Joe Biden Chooses Sen. Kamala Harris For Vice President In 2020 Election (Video)

August 11, 2020

Joe Biden has selected Sen. Kamala Harris, a law-and-order former prosecutor from California, to be his vice-presidential running mate in the November 3, 2020 election.

Biden announced his choice of the senator Tuesday.

“Joe Biden can unify the American people because he’s spent his life fighting for us,” Harris said on Twitter shortly after Biden made his announcement. “I’m honored to join him as our party’s nominee for vice president, and do what it takes to make him our commander-in-chief.”

Harris will become the first Black person, and the third woman, to secure a major party’s vice-presidential nomination once she and Biden are formally selected at this month’s Democratic National Convention in Milwaukee.

She already held the distinctions of being the first South Asian American and the second Black woman to serve in the U.S. Senate.

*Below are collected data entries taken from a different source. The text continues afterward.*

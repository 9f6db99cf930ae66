//! Variable-time double-scalar multiplication: `r = m*G + n*P`.
//!
//! Grounded in `original_source/.../ec_mult.c`'s `ec_window_bits`,
//! `ec_compute_wNAF`, `ec_compute_odd_multiples`, `ec_normalize_rows`, and
//! `ec_wNAF_mul`, translated to owned `Vec`s and `Result` propagation in
//! place of `calloc`'d arrays and `goto err`. Not constant-time: callers
//! must never feed a secret scalar through this path (signature
//! verification is the only consumer in this crate).

use alloc::vec::Vec;
use crypto_bigint::BoxedUint;

use crate::curve::Curve;
use crate::error::{Error, Result};
use crate::point::affine::AffinePoint;
use crate::point::projective::ProjectivePoint;

/// `r = m*G + n*P`, where `G` is the curve's generator. Either scalar may
/// be omitted (`None`) to drop its term; `n` and `p` must be supplied
/// together.
pub fn mul_double_nonct(
    curve: &Curve,
    m: Option<&BoxedUint>,
    n: Option<&BoxedUint>,
    p: Option<&AffinePoint>,
) -> Result<ProjectivePoint> {
    if n.is_some() != p.is_some() {
        return Err(Error::NotImplemented);
    }

    let mut terms = Vec::new();
    if let Some(m) = m {
        if !bool::from(m.is_zero()) {
            let g = curve.generator().ok_or(Error::UndefinedGenerator)?;
            terms.push(Term::new(curve, g.clone(), m.clone()));
        }
    }
    if let (Some(n), Some(p)) = (n, p) {
        if !bool::from(n.is_zero()) {
            terms.push(Term::new(curve, p.clone(), n.clone()));
        }
    }

    if terms.is_empty() {
        return Ok(ProjectivePoint::identity(curve));
    }

    // Batch-normalize every term's odd-multiples table in a single pass
    // (one field inversion total), then hand each term back its own
    // affine slice.
    let mut all_points = Vec::new();
    let mut offsets = Vec::with_capacity(terms.len());
    for term in &terms {
        offsets.push(all_points.len());
        all_points.extend(term.table.iter().cloned());
    }
    let affine_all = ProjectivePoint::points_make_affine(curve, &all_points)?;
    let mut tables = Vec::with_capacity(terms.len());
    for (i, term) in terms.iter().enumerate() {
        let start = offsets[i];
        let end = start + term.table.len();
        tables.push(affine_all[start..end].to_vec());
    }

    let max_len = terms.iter().map(|t| t.digits.len()).max().unwrap_or(0);

    let mut r = ProjectivePoint::identity(curve);
    let mut r_is_infinity = true;
    let mut r_is_inverted = false;

    for k in (0..max_len).rev() {
        if !r_is_infinity {
            r = r.double();
        }

        for (i, term) in terms.iter().enumerate() {
            if k >= term.digits.len() {
                continue;
            }
            let digit = term.digits[k];
            if digit == 0 {
                continue;
            }

            let is_neg = digit < 0;
            if is_neg != r_is_inverted {
                if !r_is_infinity {
                    r = r.invert();
                }
                r_is_inverted = !r_is_inverted;
            }

            let idx = (digit.unsigned_abs() as usize - 1) / 2;
            let addend = ProjectivePoint::from_affine(&tables[i][idx], curve);
            if r_is_infinity {
                r = addend;
                r_is_infinity = false;
            } else {
                r = r.add(&addend)?;
            }
        }
    }

    if r_is_inverted {
        r = r.invert();
    }

    Ok(r)
}

struct Term {
    digits: Vec<i32>,
    table: Vec<ProjectivePoint>,
}

impl Term {
    fn new(curve: &Curve, base: AffinePoint, scalar: BoxedUint) -> Self {
        let w = window_bits(scalar.bits());
        let digits = compute_wnaf(&scalar, w);
        let table = odd_multiples_table(curve, &base, w);
        Term { digits, table }
    }
}

/// `ec_window_bits`: select wNAF width from the scalar's bit length.
fn window_bits(bit_len: u32) -> u32 {
    if bit_len >= 2000 {
        6
    } else if bit_len >= 800 {
        5
    } else if bit_len >= 300 {
        4
    } else if bit_len >= 70 {
        3
    } else if bit_len >= 20 {
        2
    } else {
        1
    }
}

/// `ec_compute_wNAF`: signed-digit representation with at most one nonzero
/// digit in any `w+1` consecutive positions.
fn compute_wnaf(scalar: &BoxedUint, w: u32) -> Vec<i32> {
    let bit = 1i64 << w;
    let next_bit = bit << 1;
    let precision = scalar.bits_precision();
    let mut c = scalar.clone();
    let mut digits = Vec::new();

    while !bool::from(c.is_zero()) {
        let mut digit = 0i64;
        if bool::from(c.bit(0)) {
            let window_val = low_bits(&c, w + 1);
            digit = if window_val >= bit {
                window_val - next_bit
            } else {
                window_val
            };
            c = if digit >= 0 {
                c.wrapping_sub(&BoxedUint::from(digit as u64).widen(precision))
            } else {
                c.wrapping_add(&BoxedUint::from((-digit) as u64).widen(precision))
            };
        }
        digits.push(digit as i32);
        c = c.shr_vartime(1);
    }

    digits
}

fn low_bits(c: &BoxedUint, nbits: u32) -> i64 {
    let mut val = 0i64;
    for i in 0..nbits {
        if bool::from(c.bit(i)) {
            val |= 1i64 << i;
        }
    }
    val
}

/// `ec_compute_odd_multiples`: `{B, 3B, 5B, ..., (2L-1)B}` with `L = 2^(w-1)`.
fn odd_multiples_table(curve: &Curve, base: &AffinePoint, w: u32) -> Vec<ProjectivePoint> {
    let l = 1usize << (w - 1);
    let b = ProjectivePoint::from_affine(base, curve);
    let d = b.double();
    let mut table = Vec::with_capacity(l);
    table.push(b);
    for i in 1..l {
        let next = table[i - 1]
            .add(&d)
            .expect("odd-multiples table points share one curve");
        table.push(next);
    }
    table
}
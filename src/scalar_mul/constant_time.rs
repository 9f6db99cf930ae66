//! Constant-time single-scalar multiplication.
//!
//! Fixed double-and-always-add schedule over a bit count derived from the
//! curve's group order, independent of the scalar's value. Callers with a
//! secret scalar (the ECDSA driver) are responsible for pre-masking it to
//! exactly this many bits — see [`crate::ecdsa::mask_nonce`] — so the loop
//! bound itself never depends on the scalar.
//!
//! The schedule does not branch on bits of `m`: every iteration computes
//! both the doubled and the doubled-plus-added candidate and selects
//! between them with [`subtle::ConditionallySelectable`]. The known
//! limitation is that [`ProjectivePoint::add`]'s own infinity/doubling
//! special-casing is not itself branch-free; closing that gap would
//! require a unified (complete) addition formula, which this engine does
//! not implement.

use crypto_bigint::BoxedUint;
use subtle::ConditionallySelectable;

use crate::curve::Curve;
use crate::error::{Error, Result};
use crate::point::affine::AffinePoint;
use crate::point::projective::ProjectivePoint;

/// Number of iterations the fixed schedule runs for: `bit_length(n) + 1`
/// when the curve's order is known, else one more than the field's bit
/// length.
pub fn schedule_bit_count(curve: &Curve) -> u32 {
    match curve.order() {
        Some(n) => n.bits() + 1,
        None => curve.modulus().bit_length() + 1,
    }
}

/// `mul_generator_ct(m)`: `m*G` with a schedule independent of `m`.
pub fn mul_generator_ct(curve: &Curve, m: &BoxedUint) -> Result<ProjectivePoint> {
    let generator = curve.generator().ok_or(Error::UndefinedGenerator)?;
    mul_single_ct(curve, m, generator)
}

/// `mul_single_ct(m, P)`: `m*P` with a schedule independent of `m`.
///
/// `m` must fit in [`schedule_bit_count`] bits; any higher bits are
/// silently dropped rather than widening the loop.
pub fn mul_single_ct(curve: &Curve, m: &BoxedUint, point: &AffinePoint) -> Result<ProjectivePoint> {
    let bit_count = schedule_bit_count(curve);
    let precision = m.bits_precision().max(bit_count);
    let m = m.clone().widen(precision);
    let base = ProjectivePoint::from_affine(point, curve);

    let mut r = ProjectivePoint::identity(curve);
    for i in (0..bit_count).rev() {
        r = r.double();
        let added = r.add(&base)?;
        let bit = m.bit(i);
        r = ProjectivePoint::conditional_select(&r, &added, bit);
    }

    Ok(r)
}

Harris’ background is primarily in criminal prosecution, having served as the attorney general of California and, before that, as San Francisco district attorney before she was elected to the U.S. Senate in 2016. The Oakland native ran for president in the Democratic primary this election cycle, dropping out of the race in December and endorsing Biden’s campaign in March.

“I have decided with great enthusiasm to endorse Joe Biden for president,” Harris said in her March endorsement announcement.


“I believe in him, and I’ve known him for a long time,” she said. “We need a leader who unifies the people.”

Watch Harris’ full endorsement of Biden from March below:

Harris had been mentioned frequently in talks surrounding Biden’s vice-presidential candidate selection and had been called a “front-runner” recently by Politico and others. But a little over a year ago, the two were involved in an intense clash on the debate stage in which Harris attacked the former vice president over his voting record on civil rights issues.

But the two have put that long behind them, with Harris recently quoted as referring to the moment as “just politics.”

The California senator joins a Biden campaign that’s ahead in almost all recent polls and will face off against President Donald Trump and Vice President Mike Pence.

Even before she was officially selected, Harris showed enthusiasm in the Biden campaign, tweeting July 30: “Donald Trump is terrified. He knows he’s going to lose to @JoeBiden. It will require every single one of us to make that happen.”

Harris was one of a handful of female politicians considered by Biden. Talk surfaced of Illinois Sen. Tammy Duckworth, former National Security Adviser Susan Rice, Michigan Gov. Gretchen Whitmer and a few others possibly getting the nod.

“I am extraordinarily proud to support Kamala Harris and Joe Biden,” Whitmer said in a tweet after Harris’ selection was made official Tuesday. “They will be a fierce team to Build America Back Better.”

Biden made it clear during a March 15, 2020, debate with former Democratic primary rival Bernie Sanders that he would choose a woman to be his running mate.

Bob Danon, an artist and political blogger in Kansas, is among the many Americans who aren’t surprised by Biden’s pick. But Danon, a former Illinoisan, told Patch more than a year ago — when a dozen candidates were still seeking the Democratic nomination — that it would likely come down to a Biden-Harris ticket.

With one of Danon’s predictions already turning out, people will have to wait four years to see if another will do so. He said that Harris would take over for Biden at the top of the ticket come 2024 if the two are elected in November.

Politically, Harris’ “agenda for the people” on her website includes issues such as affordable housing, climate change and LGBTQ+ equality. She has a “Medicare for All” plan and another policy plan that would significantly raise pay for teachers.

Prior to having been called a “rising star” in the Democratic Party while taking her seat as a senator in 2017, Harris’ landmark accomplishment was considered the $25 billion settlement deal she brokered with the nation’s five largest mortgage companies while she was the attorney general of California in 2012. The deal allowed California homeowners to receive $18.4 billion in mortgage relief during a housing crisis.

Her stance on the death penalty has been particularly controversial, especially in the case of a San Francisco police officer who was shot and killed on duty in 2004. As a newly elected district attorney, Harris kept her campaign promise of never seeking the death penalty — even for the man convicted of killing Officer Isaac Espinoza.

Before becoming district attorney, Harris began her legal career with the Alameda County District Attorney’s Office. She grew up in the Bay Area, graduated from high school in Quebec, Canada, and earned her undergraduate degree at Howard University in Washington, D.C., before returning to California to get her law degree from the University of California-Hastings.

Related: Vote Baby Vote! Get Out The Vote From Harlem To Hollywood.

Now, she’ll seek to become the first female and first Black vice president once Biden and her nomination is made official at the Democratic National Convention, set to be held mostly remotely from Aug. 17 to 20 in Milwaukee.

The only other women to have been picked as a running mate by a major party’s presidential nominee were Geraldine Ferraro, who ran with Democrat Walter Mondale in 1984, and Sarah Palin, who ran with Republican John McCain in 2008.